The Education of a Parent
Today my daughter turns 10. It’s quite a milestone for both of us. For her, it means finally passing into “double digits” –that mysterious world that few of us ever pass out of. For me, it signals a decade of motherhood. When my Phoebe came into the world a little after 3:30 on a rainy South Carolina Thursday, it wasn’t simply the beginning of her life; it was the fundamental altering of mine.
Looking back, I can see how much motherhood has changed me, how much it has forced me to grow beyond myself. I realize now that when folks spoke of me as a “young mother,” they weren’t talking about the age of my daughter so much as about the fact that I was new to the game. I had a lot to learn.
Those first few years were spent learning to make the “right” choices; choices about... feeding and sleeping habits, immunizations, potty training, and pacifiers. And once I’d figured how to actually keep her alive (and not alienate all my friends and family in the process), it was time to learn how to “train her up in the way she should go.” Suddenly the questions were about when to let her to use electronics and where to send her to school.
Ten years later, I’m still not sure of the best way to get toddlers to eat their food; I never really figured out how to potty train in a day, and I’m pretty ambivalent about whether or not kids should watch television when they’re two. But I have learned one thing:
Parenting is as much about the education of the parent as it is about the education the child.
If you talk to seasoned parents, they’re likely to tell you that parenting (like marriage) is one of the hardest things you’ll ever do. Young parents often think that the difficulty lies in finding just the right path, in navigating the narrow way, in discerning between good and evil. To them, the challenge of parenting comes from a lack of knowledge, not from a lack of wisdom. But after ten years, I can tell you that the thing that makes parenting so difficult is realizing how immature you actually are. The hardest thing about parenting is coming face to face with your own weaknesses.
One of the remarkable things about children is that they reflect the nature of the adults around them. It’s like having a 4-ft-tall mirror walking around in front of me. As quickly as I see flaws in my daughter’s life, it’s certain that those same flaws are present in mine. When I point my finger in the mirror, it’s pointing right back at me. So that while books and theories and schooling choices and finding just the right church do shape children’s development, nothing shapes them more than the character of the adults they live with.
- If a parent is undisciplined, all the chore charts in the world won’t teach his child to be disciplined.
- If a father lacks self-control, don’t be surprised when the son throws a temper tantrum.
- If a mother doesn’t speak kindly about the people in her life, her daughter is likely to be the “mean girl” on the playground too.

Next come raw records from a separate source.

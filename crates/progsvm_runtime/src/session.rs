//! A running program and the clock that drives it.
//!
//! The session owns the [`Vm`] and advances time frame by frame. Each frame
//! it runs the `think` function of every entity whose `nextthink` falls
//! inside the frame, binding `self` to that entity and `time` to the moment
//! the think was scheduled for.

use std::path::Path;
use std::sync::Arc;

use progsvm_debug::{Tracer, TracerConfig};
use progsvm_foundation::{EntityIndex, Result};
use progsvm_vm::{Builtins, Program, Vm, VmConfig};
use tracing::{debug, trace};

use crate::snapshot::{self, Snapshot};

/// A program instance plus its frame clock.
#[derive(Debug)]
pub struct Session {
    vm: Vm,
    time: f32,
    frame: u64,
}

impl Session {
    /// Creates a session over a program and builtin table.
    ///
    /// The clock starts at the program's initial `time` global. The VM is
    /// left inactive, so spawn functions may still write to the world.
    #[must_use]
    pub fn new(program: Arc<Program>, builtins: Arc<Builtins>, config: VmConfig) -> Self {
        let vm = Vm::new(program, builtins, config);
        let time = vm.time();
        Self { vm, time, frame: 0 }
    }

    /// Creates a session with the reference builtins registered.
    #[must_use]
    pub fn with_stdlib(program: Arc<Program>, config: VmConfig) -> Self {
        Self::new(program, Arc::new(progsvm_stdlib::builtins()), config)
    }

    // =========================================================================
    // Accessors
    // =========================================================================

    /// Returns the VM.
    #[must_use]
    pub fn vm(&self) -> &Vm {
        &self.vm
    }

    /// Returns the VM mutably.
    pub fn vm_mut(&mut self) -> &mut Vm {
        &mut self.vm
    }

    /// Returns the session clock.
    #[must_use]
    pub fn time(&self) -> f32 {
        self.time
    }

    /// Sets the session clock and the program's `time` global.
    pub fn set_time(&mut self, time: f32) {
        self.time = time;
        self.vm.set_time(time);
    }

    /// Returns the number of frames run.
    #[must_use]
    pub fn frame_count(&self) -> u64 {
        self.frame
    }

    /// Ends the spawn phase. From now on the world entity is read-only.
    pub fn activate(&mut self) {
        self.vm.set_active(true);
    }

    // =========================================================================
    // Execution
    // =========================================================================

    /// Runs a function by name with `self` and `other` bound to the world.
    ///
    /// # Errors
    ///
    /// Returns `UnknownFunction` or any execution error.
    pub fn call(&mut self, name: &str) -> Result<()> {
        self.vm.set_time(self.time);
        self.vm.set_self(EntityIndex::WORLD);
        self.vm.set_other(EntityIndex::WORLD);
        self.vm.execute_named(name)
    }

    /// Runs one entity's think function now.
    ///
    /// `nextthink` is cleared before the call so a think that does not
    /// reschedule itself runs once. `time` is set to the scheduled moment,
    /// or to the session clock if that is later. Returns whether the entity
    /// is still in use afterwards. A free entity, or a program without
    /// `think` and `nextthink` fields, runs nothing.
    ///
    /// # Errors
    ///
    /// Returns `NullFunction` if the entity has no think function, or any
    /// error raised while it runs.
    pub fn run_think(&mut self, entity: EntityIndex) -> Result<bool> {
        let system = *self.vm.program().system_fields();
        let (Some(think), Some(nextthink)) = (system.think, system.nextthink) else {
            return Ok(true);
        };
        if self.vm.entities().is_free(entity) {
            return Ok(false);
        }

        let entities = self.vm.entities();
        let scheduled = entities.float(entity, u32::from(nextthink))?;
        let function = entities.get(entity, u32::from(think))?.as_function();
        self.vm
            .entities_mut()
            .set_float(entity, u32::from(nextthink), 0.0)?;

        self.vm.set_time(scheduled.max(self.time));
        self.vm.set_self(entity);
        self.vm.set_other(EntityIndex::WORLD);
        trace!(entity = entity.get(), scheduled, "think");
        self.vm.execute(function)?;

        Ok(!self.vm.entities().is_free(entity))
    }

    /// Runs one frame of `frametime` seconds.
    ///
    /// Every entity in use when the frame starts whose `nextthink` is
    /// positive and no later than the end of the frame thinks once. An
    /// entity freed earlier in the frame is skipped; one spawned during the
    /// frame waits for the next. The clock then advances by `frametime`.
    /// Returns the number of thinks run.
    ///
    /// # Errors
    ///
    /// The first think error abandons the frame; the clock does not advance.
    pub fn run_frame(&mut self, frametime: f32) -> Result<usize> {
        let deadline = self.time + frametime;
        let mut ran = 0;

        if let Some(nextthink) = self.vm.program().system_fields().nextthink {
            let nextthink = u32::from(nextthink);
            let live: Vec<EntityIndex> = self.vm.entities().iter().collect();
            for entity in live {
                if self.vm.entities().is_free(entity) {
                    continue;
                }
                let scheduled = self.vm.entities().float(entity, nextthink)?;
                if scheduled <= 0.0 || scheduled > deadline {
                    continue;
                }
                self.run_think(entity)?;
                ran += 1;
            }
        }

        self.frame += 1;
        self.set_time(deadline);
        debug!(frame = self.frame, time = deadline, thinks = ran, "frame");
        Ok(ran)
    }

    // =========================================================================
    // Snapshots
    // =========================================================================

    /// Captures the current state.
    #[must_use]
    pub fn snapshot(&self) -> Snapshot {
        Snapshot::capture(&self.vm, self.time, self.frame)
    }

    /// Replaces the current state with a snapshot's.
    ///
    /// # Errors
    ///
    /// Returns `SerializationError` if the snapshot was taken from a
    /// program with a different global segment or record layout. The
    /// session is unchanged in that case.
    pub fn restore(&mut self, snapshot: Snapshot) -> Result<()> {
        let Snapshot {
            time,
            frame,
            globals,
            entities,
            strings,
        } = snapshot;
        self.vm.restore_state(globals, entities, strings)?;
        self.time = time;
        self.frame = frame;
        debug!(frame, time, "restored snapshot");
        Ok(())
    }

    /// Saves the current state to a file.
    ///
    /// # Errors
    ///
    /// Returns `IoError` or `SerializationError`.
    pub fn save_to_file<P: AsRef<Path>>(&self, path: P) -> Result<()> {
        snapshot::save_to_file(&self.snapshot(), path)
    }

    /// Restores state from a file written by [`save_to_file`](Self::save_to_file).
    ///
    /// # Errors
    ///
    /// Returns `IoError`, `SerializationError`, or whatever
    /// [`restore`](Self::restore) returns.
    pub fn load_from_file<P: AsRef<Path>>(&mut self, path: P) -> Result<()> {
        let snapshot = snapshot::load_from_file(path)?;
        self.restore(snapshot)
    }

    // =========================================================================
    // Diagnostics
    // =========================================================================

    /// Installs a tracer and switches VM tracing on.
    pub fn enable_tracing(&mut self, config: TracerConfig) {
        self.vm.set_observer(Box::new(Tracer::new(config)));
        self.vm.set_trace(true);
    }

    /// Switches tracing off. The tracer stays installed so its records can
    /// still be read.
    pub fn disable_tracing(&mut self) {
        self.vm.set_trace(false);
    }

    /// Returns the installed tracer.
    #[must_use]
    pub fn tracer(&self) -> Option<&Tracer> {
        self.vm.observer::<Tracer>()
    }

    /// Lists the `count` busiest functions.
    #[must_use]
    pub fn profile_report(&self, count: usize) -> String {
        progsvm_debug::report(self.vm.program(), self.vm.profile(), count)
    }

    /// Lists an entity's non-zero fields.
    ///
    /// # Errors
    ///
    /// Returns `BadEntity` for an index outside the table.
    pub fn dump_entity(&self, entity: EntityIndex) -> Result<String> {
        progsvm_debug::format_entity(
            self.vm.program(),
            self.vm.strings(),
            self.vm.entities(),
            entity,
        )
    }

    /// Lists every entity in use.
    #[must_use]
    pub fn dump_entities(&self) -> String {
        progsvm_debug::format_entities(self.vm.program(), self.vm.strings(), self.vm.entities())
    }
}

// =============================================================================
// Tests
// =============================================================================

- And if you are not pursuing God, odds are that your children won’t either.
Once you understand this truth, it’s natural to become discouraged. It’s humbling to realize that your flaws are being exposed. And if you’re like me, you may want to just give up altogether. How can we call our children to maturity when we ourselves are not mature?
But before you throw in the towel, remember this: While nothing shapes our children more than their mother and father, nothing shapes us more than our Heavenly Father. Because as much as we are parents, we are also children. We are children of a perfect Father who is faithfully parenting us. A Father who is kind and generous and just and wise. And just like our children will reflect our character, we are destined to reflect His.
This will happen the same way it happens in our homes. How do our children end up as little carbon copies of us? By spending time with us. By living in the same space we do. By sitting down and rising up and walking and talking with us. So that as you spend time with our Heavenly Father, as you live in His presence, you will become like Him as well.
And as you do, as you grow, your children will grow too. As you model His character, they will model His character because they have seen it in you first. And as His Holy Spirit wells up inside of you as a fountain of life, it will overflow, bringing life to all those around you. So that, in the end, the best way to learn to be a good parent is to learn to be a child who reflects the goodness of our Heavenly Father.